5

I have a table with a series of (IP varchar(15), DateTime datetime2) values. Each row corresponds to an HTTP request made by a user. I want to assign session numbers to these rows. Different IP-addresses have different session numbers. The same IP should be assigned a new session number if the last request is older than 30min. Here is a sample output:

IP,      DateTime,         SessionNumber, RequestNumber
1.1.1.1, 2012-01-01 00:01, 1,             1
1.1.1.1, 2012-01-01 00:02, 1,             2
1.1.1.1, 2012-01-01 00:03, 1,             3
1.1.1.2, 2012-01-01 00:04, 2,             1 --different IP => new session number
1.1.1.2, 2012-01-01 00:05, 2,             2
1.1.1.2, 2012-01-01 00:40, 3,             1 --same IP, but last request 35min ago (> 30min)

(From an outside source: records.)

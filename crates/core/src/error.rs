use crate::types::DbId;

#[derive(Debug, thiserror::Error)]
pub enum CoreError {
    #[error("Entity not found: {entity} with id {id}")]
    NotFound { entity: &'static str, id: DbId },

    #[error("Validation failed: {0}")]
    Validation(String),

    #[error("Conflict: {0}")]
    Conflict(String),

    #[error("Internal error: {0}")]
    Internal(String),
}
//! Concurrency gate: counting admission control for task executions.
//!
//! The set of admitted task ids is the only in-memory state shared between
//! the scheduler loop and running executions. It lives behind a single
//! mutex; the in-flight count is its length.

use std::collections::HashSet;
use std::sync::{Arc, Mutex, MutexGuard, PoisonError};

use retouch_core::types::DbId;

/// Default cap on simultaneous executions.
pub const DEFAULT_MAX_CONCURRENT: usize = 3;

/// Why a task could not be admitted.
#[derive(Debug, Clone, Copy, PartialEq, Eq, thiserror::Error)]
pub enum AdmitError {
    #[error("concurrency limit reached")]
    Full,
    #[error("task is already running")]
    AlreadyRunning,
}

/// Bounds the number of tasks executing at once.
#[derive(Debug)]
pub struct ConcurrencyGate {
    max_concurrent: usize,
    running: Arc<Mutex<HashSet<DbId>>>,
}

impl ConcurrencyGate {
    pub fn new(max_concurrent: usize) -> Self {
        Self {
            max_concurrent,
            running: Arc::new(Mutex::new(HashSet::new())),
        }
    }

    /// Admit `task_id` if there is a free slot and it is not already
    /// running. The slot is held until the returned permit is dropped.
    pub fn try_admit(&self, task_id: DbId) -> Result<GatePermit, AdmitError> {
        let mut running = lock(&self.running);
        if running.contains(&task_id) {
            return Err(AdmitError::AlreadyRunning);
        }
        if running.len() >= self.max_concurrent {
            return Err(AdmitError::Full);
        }
        running.insert(task_id);
        Ok(GatePermit {
            task_id,
            running: Arc::clone(&self.running),
        })
    }

    pub fn in_flight(&self) -> usize {
        lock(&self.running).len()
    }

    pub fn free_capacity(&self) -> usize {
        self.max_concurrent.saturating_sub(self.in_flight())
    }

    pub fn max_concurrent(&self) -> usize {
        self.max_concurrent
    }

    pub fn is_running(&self, task_id: DbId) -> bool {
        lock(&self.running).contains(&task_id)
    }
}

impl Default for ConcurrencyGate {
    fn default() -> Self {
        Self::new(DEFAULT_MAX_CONCURRENT)
    }
}

/// A held execution slot. Releases the slot on drop, including when the
/// execution unwinds.
#[derive(Debug)]
pub struct GatePermit {
    task_id: DbId,
    running: Arc<Mutex<HashSet<DbId>>>,
}

impl GatePermit {
    pub fn task_id(&self) -> DbId {
        self.task_id
    }
}

impl Drop for GatePermit {
    fn drop(&mut self) {
        lock(&self.running).remove(&self.task_id);
    }
}

// A panic while holding the lock cannot leave the set inconsistent, so a
// poisoned mutex is still safe to use.
fn lock(running: &Mutex<HashSet<DbId>>) -> MutexGuard<'_, HashSet<DbId>> {
    running.lock().unwrap_or_else(PoisonError::into_inner)
}

#[cfg(test)]
mod tests {
    use std::thread;

    use super::*;

    #[test]
    fn admits_up_to_max() {
        let gate = ConcurrencyGate::new(2);
        let a = gate.try_admit(1).unwrap();
        let _b = gate.try_admit(2).unwrap();
        assert_eq!(gate.try_admit(3).unwrap_err(), AdmitError::Full);
        assert_eq!(gate.in_flight(), 2);
        assert_eq!(gate.free_capacity(), 0);

        drop(a);
        assert_eq!(gate.free_capacity(), 1);
        assert!(gate.try_admit(3).is_ok());
    }

    #[test]
    fn rejects_duplicate_task_id() {
        let gate = ConcurrencyGate::new(3);
        let permit = gate.try_admit(7).unwrap();
        assert_eq!(permit.task_id(), 7);
        assert_eq!(gate.try_admit(7).unwrap_err(), AdmitError::AlreadyRunning);
        assert!(gate.is_running(7));
        drop(permit);
        assert!(!gate.is_running(7));
    }

    #[test]
    fn permit_released_on_panic() {
        let gate = Arc::new(ConcurrencyGate::new(1));
        let g = Arc::clone(&gate);
        let result = thread::spawn(move || {
            let _permit = g.try_admit(1).unwrap();
            panic!("handler blew up");
        })
        .join();

        assert!(result.is_err());
        assert_eq!(gate.in_flight(), 0);
        assert!(gate.try_admit(1).is_ok());
    }

    #[test]
    fn in_flight_never_exceeds_max_under_contention() {
        let gate = Arc::new(ConcurrencyGate::new(3));
        let peak = Arc::new(Mutex::new(0usize));

        let handles: Vec<_> = (0..16)
            .map(|worker| {
                let gate = Arc::clone(&gate);
                let peak = Arc::clone(&peak);
                thread::spawn(move || {
                    for round in 0..200 {
                        let id = worker * 1000 + round;
                        if let Ok(permit) = gate.try_admit(id) {
                            let now = gate.in_flight();
                            let mut p = peak.lock().unwrap();
                            *p = (*p).max(now);
                            drop(p);
                            drop(permit);
                        }
                    }
                })
            })
            .collect();
        for h in handles {
            h.join().unwrap();
        }

        assert!(*peak.lock().unwrap() <= 3);
        assert_eq!(gate.in_flight(), 0);
    }
}
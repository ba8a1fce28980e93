//! Retry policy: outcome classification and the backoff table.
//!
//! Everything here is pure so it can be exercised without a database or
//! a vendor. The worker calls [`classify`] once per failed attempt and
//! persists whatever [`RetryDecision`] it returns.

use std::sync::LazyLock;
use std::time::Duration;

use regex::Regex;
use serde::{Deserialize, Serialize};

/// Delay before the next attempt, indexed by the attempt that just failed
/// (attempt 1 -> index 0). Attempts past the end reuse the last entry.
pub const BACKOFF_TABLE_SECS: [u64; 3] = [30, 120, 600];

/// Default ceiling on execution attempts for a new task.
pub const DEFAULT_MAX_ATTEMPTS: i32 = 3;

static CONTENT_SAFETY_RE: LazyLock<Regex> = LazyLock::new(|| {
    Regex::new(r"(?i)\b(nsfw|safety|content[ _-]?policy|moderation|inappropriate)\b")
        .expect("valid regex")
});

static COPYRIGHT_RE: LazyLock<Regex> = LazyLock::new(|| {
    Regex::new(r"(?i)\b(copyright(ed)?|trademark(ed)?|intellectual[ _-]property)\b")
        .expect("valid regex")
});

static CONSENT_RE: LazyLock<Regex> = LazyLock::new(|| {
    Regex::new(r"(?i)\b(consent|public[ _-]figure|celebrity)\b").expect("valid regex")
});

// ---------------------------------------------------------------------------
// Error classification
// ---------------------------------------------------------------------------

/// Policy reasons that terminate a task without retry.
#[derive(Debug, Clone, Copy, PartialEq, Eq, Hash, Serialize, Deserialize)]
#[serde(rename_all = "snake_case")]
pub enum BlockReason {
    ContentSafety,
    Copyright,
    ConsentRequired,
}

impl BlockReason {
    pub fn as_str(self) -> &'static str {
        match self {
            BlockReason::ContentSafety => "content_safety",
            BlockReason::Copyright => "copyright",
            BlockReason::ConsentRequired => "consent_required",
        }
    }
}

/// How a failed attempt should be treated.
#[derive(Debug, Clone, Copy, PartialEq, Eq, Serialize, Deserialize)]
#[serde(rename_all = "snake_case")]
pub enum ErrorKind {
    /// Network or vendor hiccup; retried while attempts remain.
    Transient,
    /// Unknown task type, malformed payload, missing handler. Never retried.
    Permanent,
    /// Content, copyright or consent policy. Never retried.
    Blocked(BlockReason),
}

impl ErrorKind {
    /// Classify a raw error text by matching it against the policy markers.
    ///
    /// Anything that matches no marker is [`ErrorKind::Transient`].
    pub fn from_detail(detail: &str) -> Self {
        if CONTENT_SAFETY_RE.is_match(detail) {
            ErrorKind::Blocked(BlockReason::ContentSafety)
        } else if COPYRIGHT_RE.is_match(detail) {
            ErrorKind::Blocked(BlockReason::Copyright)
        } else if CONSENT_RE.is_match(detail) {
            ErrorKind::Blocked(BlockReason::ConsentRequired)
        } else {
            ErrorKind::Transient
        }
    }

    /// Resolve the kind for a failed outcome.
    ///
    /// An explicit kind reported by the handler wins, except that a
    /// `Transient` report is still checked against the policy markers
    /// since vendors often surface moderation as a generic error.
    pub fn resolve(reported: Option<ErrorKind>, detail: &str) -> Self {
        match reported {
            Some(ErrorKind::Transient) | None => Self::from_detail(detail),
            Some(kind) => kind,
        }
    }
}

// ---------------------------------------------------------------------------
// Decision
// ---------------------------------------------------------------------------

/// What the scheduler does with a failed attempt.
#[derive(Debug, Clone, Copy, PartialEq, Eq)]
pub enum RetryDecision {
    /// Move to `pending_retry`, eligible again after `delay`.
    Retry { delay: Duration },
    /// Move to `failed`.
    FailTerminal,
    /// Move to `blocked`.
    BlockTerminal(BlockReason),
}

/// Backoff delay after the given (1-based) attempt failed.
pub fn backoff_delay(attempt: i32) -> Duration {
    let index = usize::try_from(attempt.saturating_sub(1))
        .unwrap_or(0)
        .min(BACKOFF_TABLE_SECS.len() - 1);
    Duration::from_secs(BACKOFF_TABLE_SECS[index])
}

/// Decide the fate of an attempt that failed with `kind`.
///
/// `attempt_count` is the value after the increment that preceded the
/// attempt, so the first attempt is `1`.
pub fn classify(attempt_count: i32, max_attempts: i32, kind: ErrorKind) -> RetryDecision {
    match kind {
        ErrorKind::Blocked(reason) => RetryDecision::BlockTerminal(reason),
        ErrorKind::Permanent => RetryDecision::FailTerminal,
        ErrorKind::Transient if attempt_count < max_attempts => RetryDecision::Retry {
            delay: backoff_delay(attempt_count),
        },
        ErrorKind::Transient => RetryDecision::FailTerminal,
    }
}

// ---------------------------------------------------------------------------
// Tests
// ---------------------------------------------------------------------------
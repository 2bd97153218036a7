use log::{debug, trace};
use scraper::{Html, Selector};
use url::Url;

use super::base::{compile, first_text, ParseError, Selectors};

/// One course card on a listing page.
#[derive(Debug, Clone, PartialEq)]
pub struct ListingEntry {
    pub url: Url,
    pub name: Option<String>,
    pub country: Option<String>,
}

#[derive(Debug, Clone, Default)]
pub struct ListingPage {
    pub entries: Vec<ListingEntry>,
    pub next_page: Option<Url>,
}

pub struct ListingParser {
    card: Selector,
    title: Selector,
    country: Selector,
    next_page: Selector,
}

impl ListingParser {
    pub fn new(selectors: &Selectors) -> Result<Self, ParseError> {
        Ok(Self {
            card: compile(&selectors.listing_card)?,
            title: compile(&selectors.listing_title)?,
            country: compile(&selectors.listing_country)?,
            next_page: compile(&selectors.next_page)?,
        })
    }

    /// Course cards in document order. Links are resolved against
    /// `page_url`; a card whose href does not resolve is dropped.
    pub fn parse(&self, html: &str, page_url: &Url) -> ListingPage {
        let document = Html::parse_document(html);
        let mut entries: Vec<ListingEntry> = Vec::new();

        for card in document.select(&self.card) {
            let Some(href) = card.value().attr("href") else {
                continue;
            };
            let url = match page_url.join(href) {
                Ok(url) => url,
                Err(e) => {
                    debug!("Skipping card with bad href {:?}: {}", href, e);
                    continue;
                }
            };
            if entries.iter().any(|e| e.url == url) {
                trace!("Duplicate course link on listing: {}", url);
                continue;
            }

            entries.push(ListingEntry {
                url,
                name: first_text(card, &self.title),
                country: first_text(card, &self.country),
            });
        }

        let next_page = document
            .select(&self.next_page)
            .filter_map(|a| a.value().attr("href"))
            .find_map(|href| page_url.join(href).ok())
            .filter(|next| next != page_url);

        debug!(
            "Listing {} yielded {} course links (next page: {:?})",
            page_url,
            entries.len(),
            next_page.as_ref().map(Url::as_str)
        );

        ListingPage { entries, next_page }
    }
}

Columns 1 and 2 are inputs, 3 and 4 are the desired outputs. The table shows two users.

As the underlying is table is truely large, how can this be solved efficiently? I'd prefer a small constant amount of passes over the data (one or two).

Troy Alford
  • 26,660
  • 10
  • 64
  • 82
usr
  • 168,620
  • 35
  • 240
  • 369

2 Answers2

8

Here's a couple of tries at it.

;WITH CTE1 AS
(
SELECT *,
IIF(DATEDIFF(MINUTE,
       LAG(DateTime) OVER (PARTITION BY IP ORDER BY DateTime),
       DateTime) < 30,0,1) AS SessionFlag
FROM Sessions
), CTE2 AS
(
SELECT *,
       SUM(SessionFlag) OVER (PARTITION BY IP 
                                  ORDER BY DateTime) AS IPSessionNumber
FROM CTE1
)
SELECT IP,
       DateTime,
       DENSE_RANK() OVER (ORDER BY IP, IPSessionNumber) AS SessionNumber,
       ROW_NUMBER() OVER (PARTITION BY IP, IPSessionNumber 
                              ORDER BY DateTime) AS RequestNumber
FROM CTE2

This has two sort operations (by IP, DateTime then by IP, IPSessionNumber) but does assume that the SessionNumber can be assigned arbitrarily as long as a different unique session number is assigned to each new session per the ip address/ 30 minute rule.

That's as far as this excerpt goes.